Влезать в пещеру пришлось чуть ли не на карачках, но внутри оказалось повыше. Китежанин постоял у входа, вслушиваясь в зябкую пустоту, и, не ожидая ничего примечательного, из чистого упрямства пошел вперед. Как ни странно, пещера заканчиваться не собиралась, через пару десятков шагов она вильнула и сумерки сменились ночью. Лезть глубже смысла не имело, разбойникам места здесь явно не хватало, да и не протиснулись бы чудин с переворотнем в столь узкий лаз.
Богатырь зевнул и совсем уж собрался вернуться, но в глубине хрипло булькнуло. Странный, ни на что не похожий звук оборвался и тут же повторился, перейдя в низкий, отрывистый… нет, лаем это назвать было трудно. Казалось, в глубине пещеры сыпет невнятными проклятьями свихнувшийся, вообразивший себя собакой водяной.
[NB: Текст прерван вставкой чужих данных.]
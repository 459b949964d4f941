mod tones;
use crate::tones::*;
use std::borrow::Cow;
use std::collections::HashSet;

#[test]
fn every_table_digraph_converts_to_its_marked_form() {
    for (digraph, marked) in pinyin_entries() {
        assert_eq!(convert_pinyin(&digraph), marked, "digraph {digraph}");
    }
}

#[test]
fn table_keys_are_unique_and_cover_four_tones() {
    let keys: HashSet<String> = pinyin_entries().map(|(k, _)| k).collect();
    assert_eq!(keys.len(), PINYIN_RIMES.len() * 4);
    assert!(keys.contains("er4"));
    assert!(keys.contains("Er1"));
    assert!(keys.contains("v3"));
    assert!(!keys.contains("I1"));
    assert!(!keys.contains("a5"));
}

#[test]
fn longer_rimes_win_over_their_prefixes_and_suffixes() {
    assert_eq!(convert_pinyin("ang1"), "āng");
    assert_eq!(convert_pinyin("an1"), "ān");
    assert_eq!(convert_pinyin("ai1"), "āi");
    assert_eq!(convert_pinyin("ei4"), "èi");
    assert_eq!(convert_pinyin("ao3"), "ǎo");
    assert_eq!(convert_pinyin("ou2"), "óu");
}

#[test]
fn capitalized_syllables_keep_the_mark_on_the_capital() {
    assert_eq!(convert_pinyin("Ai1"), "Āi");
    assert_eq!(convert_pinyin("Ao4"), "Ào");
    assert_eq!(convert_pinyin("Ou3"), "Ǒu");
    assert_eq!(convert_pinyin("Er2"), "Ér");
}

#[test]
fn converts_syllables_inside_running_text() {
    assert_eq!(convert_pinyin("ni3 hao3"), "nǐ hǎo");
    assert_eq!(convert_pinyin("zhong1 guo2"), "zhōng guó");
    assert_eq!(convert_pinyin("xiang4"), "xiàng");
    assert_eq!(convert_pinyin("jiong3"), "jiǒng");
    assert_eq!(convert_pinyin("lv4 nv3"), "lǜ nǚ");
    assert_eq!(convert_pinyin("er4 shi2"), "èr shí");
    assert_eq!(convert_pinyin("<b>ma1</b>"), "<b>mā</b>");
}

#[test]
fn text_without_digraphs_is_borrowed() {
    assert!(matches!(convert_pinyin("hello world"), Cow::Borrowed(_)));
    assert!(matches!(convert_pinyin("room 2024"), Cow::Borrowed(_)));
    assert!(matches!(convert_pinyin("ma5 ma0"), Cow::Borrowed(_)));
    assert_eq!(convert_pinyin(""), "");
}

#[test]
fn converted_pinyin_is_stable() {
    for input in ["ni3 hao3", "Ang1", "zhong1 guo2 ren2", "lv4"] {
        let once = convert_pinyin(input).into_owned();
        assert!(matches!(convert_pinyin(&once), Cow::Borrowed(_)), "{input}");
    }
}

#[test]
fn superscript_markup_becomes_superscript_digits() {
    assert_eq!(convert_superscripts("sin<sup>1</sup>"), "sin¹");
    assert_eq!(
        convert_superscripts("jyut<sup>6</sup> ping<sup>3</sup>"),
        "jyut⁶ ping³"
    );
    for (digit, sup) in SUPERSCRIPT_DIGITS {
        assert_eq!(
            convert_superscripts(&format!("<sup>{digit}</sup>")),
            sup.to_string()
        );
    }
}

#[test]
fn superscript_tags_match_like_serialized_markup() {
    assert_eq!(convert_superscripts("gwong<SUP>2</SUP>"), "gwong²");
    assert_eq!(convert_superscripts("dung<sup >1</sup >"), "dung¹");
}

#[test]
fn superscript_pass_ignores_other_numbers() {
    for input in ["<sup>7</sup>", "<sup>0</sup>", "<sup>12</sup>", "<sub>1</sub>", "sin1"] {
        assert!(matches!(convert_superscripts(input), Cow::Borrowed(_)), "{input}");
    }
    assert_eq!(superscript_digit('4'), Some('⁴'));
    assert_eq!(superscript_digit('9'), None);
}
Звуки и сами по себе были страшными, а эхо делало их еще страшнее. Не будь Алеша Охотником, он, может, и испугался бы, но сейчас ему стало досадно. Искать худов с оборотнями и нарваться на в общем-то безобидную нечисть. Впрочем, такую ли безобидную? Искателей разбойничьих сокровищ по большому счету угробили обосновавшиеся здесь кладовик на пару со своим псом-лаюном. Сунувшиеся в пещеру олухи услыхали жуткий лай, бросились очертя голову наутек и стронули похоронивший их обвал.
– Погоди, приятель, – пообещал китежанин не прекращавшему голосить лаюну, – сейчас вернусь. Только гостинчик прихвачу.
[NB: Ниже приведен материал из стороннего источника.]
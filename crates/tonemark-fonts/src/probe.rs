use crate::family::{FontSource, normalize_family, parse_font_family_list};
use crate::{Error, Result};
use fontdue::{Font, FontSettings};
use std::path::Path;
use tonemark_core::{GlyphWidthProbe, TonemarkConfig};

#[derive(Debug, Clone, Copy, PartialEq)]
pub struct ProbeSettings {
    pub font_size_px: f32,
    /// Round widths to whole pixels, as integer layout widths (`offsetWidth`) do.
    pub snap_to_pixels: bool,
}

impl Default for ProbeSettings {
    fn default() -> Self {
        Self {
            font_size_px: 16.0,
            snap_to_pixels: true,
        }
    }
}

impl ProbeSettings {
    pub fn from_config(config: &TonemarkConfig) -> Result<Self> {
        let font_size_px = config.require_f64("probe.fontSizePx")?;
        if !(font_size_px.is_finite() && font_size_px > 0.0) {
            return Err(tonemark_core::Error::InvalidConfig {
                path: "probe.fontSizePx".to_string(),
                message: format!("must be a positive number, got {font_size_px}"),
            }
            .into());
        }
        Ok(Self {
            font_size_px: font_size_px as f32,
            snap_to_pixels: config.require_bool("probe.snapToPixels")?,
        })
    }
}

struct LoadedFont {
    /// Normalized family name.
    family: String,
    font: Font,
}

impl std::fmt::Debug for LoadedFont {
    fn fmt(&self, f: &mut std::fmt::Formatter<'_>) -> std::fmt::Result {
        f.debug_struct("LoadedFont")
            .field("family", &self.family)
            .field("glyph_count", &self.font.glyph_count())
            .finish()
    }
}

/// Measures glyphs in a CSS font stack using fonts registered by family name.
#[derive(Debug, Default)]
pub struct FontStackProbe {
    fonts: Vec<LoadedFont>,
    settings: ProbeSettings,
}

impl FontStackProbe {
    pub fn new(settings: ProbeSettings) -> Self {
        Self {
            fonts: Vec::new(),
            settings,
        }
    }

    pub fn settings(&self) -> ProbeSettings {
        self.settings
    }

    pub fn is_empty(&self) -> bool {
        self.fonts.is_empty()
    }

    pub fn families(&self) -> impl Iterator<Item = &str> {
        self.fonts.iter().map(|f| f.family.as_str())
    }

    /// Registers font data under `family`. A later registration of the same family replaces the
    /// earlier one.
    pub fn add_font_bytes(&mut self, family: &str, bytes: Vec<u8>) -> Result<()> {
        let normalized = normalize_family(family);
        let font = Font::from_bytes(bytes, FontSettings::default()).map_err(|message| {
            Error::InvalidFont {
                family: family.to_string(),
                message: message.to_string(),
            }
        })?;
        tracing::debug!(
            family = %normalized,
            glyphs = font.glyph_count(),
            "registered font"
        );
        self.fonts.retain(|f| f.family != normalized);
        self.fonts.push(LoadedFont {
            family: normalized,
            font,
        });
        Ok(())
    }

    pub fn add_font_file(&mut self, family: &str, path: impl AsRef<Path>) -> Result<()> {
        let path = path.as_ref();
        let bytes = std::fs::read(path).map_err(|source| Error::Io {
            path: path.to_path_buf(),
            source,
        })?;
        self.add_font_bytes(family, bytes)
    }

    pub fn add_source(&mut self, source: &FontSource) -> Result<()> {
        self.add_font_file(&source.family, &source.path)
    }

    fn font(&self, normalized_family: &str) -> Option<&Font> {
        self.fonts
            .iter()
            .find(|f| f.family == normalized_family)
            .map(|f| &f.font)
    }

    /// Width of `text` laid out in the stack, or `None` when no listed family is loaded.
    pub fn measure(&self, text: &str, font_family: &str) -> Option<f32> {
        let stack: Vec<&Font> = parse_font_family_list(font_family)
            .iter()
            .filter_map(|family| self.font(family))
            .collect();
        let first = *stack.first()?;

        let px = self.settings.font_size_px;
        let width: f32 = text
            .chars()
            .map(|ch| {
                let covering = stack.iter().find_map(|font| {
                    let index = font.lookup_glyph_index(ch);
                    (index != 0).then_some((*font, index))
                });
                // Index 0 is `.notdef`, the box drawn for uncovered characters.
                let (font, index) = covering.unwrap_or((first, 0));
                font.metrics_indexed(index, px).advance_width
            })
            .sum();

        Some(if self.settings.snap_to_pixels {
            width.round()
        } else {
            width
        })
    }
}

impl GlyphWidthProbe for FontStackProbe {
    fn glyph_width(&self, glyph: &str, font_family: &str) -> Option<f64> {
        self.measure(glyph, font_family).map(f64::from)
    }
}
Охотнику положено безо всякой жалости уничтожать любых хоть сколько-нибудь вредоносных тварей, а Алеше к тому же надоело гонять летучих мышей. Да и Лукьяна подразнить будет весело. Дескать, вон, гляди, настоящее золото сколько лет чуть ли не под носом лежало. Был бы пошустрее, стало б твоим, а так князю отойдет. Хотя нет, не стоит дурака лишний раз ярить, Журавка уже не его, так он на жене и младших выместит. А вот сероглазой Аленке перстенек подарить на счастье да на память можно, авось слегка успокоится разбитое сердечко.
«Быстро вернулся, – мотнул гривой напившийся Буланко. – Куда едем?»
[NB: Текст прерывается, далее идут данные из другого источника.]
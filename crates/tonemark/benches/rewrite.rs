use criterion::{Criterion, criterion_group, criterion_main};
use std::hint::black_box;
use tonemark::{Capabilities, RewriteOptions, rewrite_document, tones};

fn page(links: usize) -> String {
    let mut html = String::from("<html><body>\n");
    for i in 0..links {
        match i % 3 {
            0 => html.push_str(
                "<a href=\"gradint.cgi?jsl=zh&amp;js=x\">zhong1 guo2 ren2 ni3 hao3</a>\n",
            ),
            1 => html.push_str(
                "<a href=\"gradint.cgi?jsl=zh-yue&amp;js=x\">gwong<sup>2</sup> dung<sup>1</sup></a>\n",
            ),
            _ => html.push_str("<a href=\"/elsewhere\">plain link 42</a>\n"),
        }
    }
    html.push_str("</body></html>");
    html
}

fn bench_rewrite(c: &mut Criterion) {
    let options = RewriteOptions::default();
    let mut group = c.benchmark_group("rewrite");
    group.sample_size(50);

    let sentence = "wo3 men5 xue2 xi2 zhong1 wen2 , Er4 shi2 ge4 ren2 ".repeat(64);
    group.bench_function("convert_pinyin_sentence", |b| {
        b.iter(|| tones::convert_pinyin(black_box(&sentence)).len())
    });

    for links in [30usize, 300] {
        let html = page(links);
        group.bench_function(format!("document_{links}_links"), |b| {
            b.iter(|| {
                rewrite_document(black_box(&html), Capabilities::all(), &options)
                    .mutations
                    .len()
            })
        });
    }

    group.finish();
}

criterion_group!(benches, bench_rewrite);
criterion_main!(benches);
– Все-то тебе ехать, – хмыкнул богатырь, роясь в седельных сумках. – Клад тут, похоже. Причем нечистый. Может, Фомкин, может, и нет, разобраться надо.
«Подпругу ослабь, – новость богатырского коня особо не взволновала. – Попасусь. На другом бережку клевер не отцвел».
– И то дело, – кивнул китежанин. – Ты уж прости, Буланыш, но сласти я твои забираю. Для дела нужны.
«Ладно уж. Потом отдашь…»
– Куда я денусь?
«Леденец-то напоследок дай. Красный».
– Хоть два.
«Давай два».
Уже знакомая дорога короче даже с набитым заплечным мешком. У входа в лаюнову пещеру Алеша понял, что его учуяли и ждут, – ожившие наколки доложили о творящейся волшбе: кладовик как мог защищал свои сокровища, но мог он немного, то ли дело леший в своем лесу.
Китежанин, слегка морщась от оглушительного квакающего лая, упорно шел вперед узким виляющим проходом, промытым иссохшей подземной речкой. Заблудиться здесь не вышло бы и при желании, не наросло на потолке и каменных сосулек, которые кладовики, поднатужившись, могут обрушить на грабителей. Каменные своды, надо отдать им должное, зловеще потрескивали, а по стенам ползали змеи и огромные сколопендры. Иди богатырь с факелом, гады сошли бы за настоящих, только Алеше хватало его наколок. Живых змей в сумраке было бы не разглядеть, а морок он и ночью морок, и днем.
Высохшее русло, очередной раз повернув, расширилось, но не слишком: у богатого хозяина погреб больше. Китежанин завертел головой и приметил в углу сундук, который пытался загородить некто хлипкий и длиннорукий в большой шапке.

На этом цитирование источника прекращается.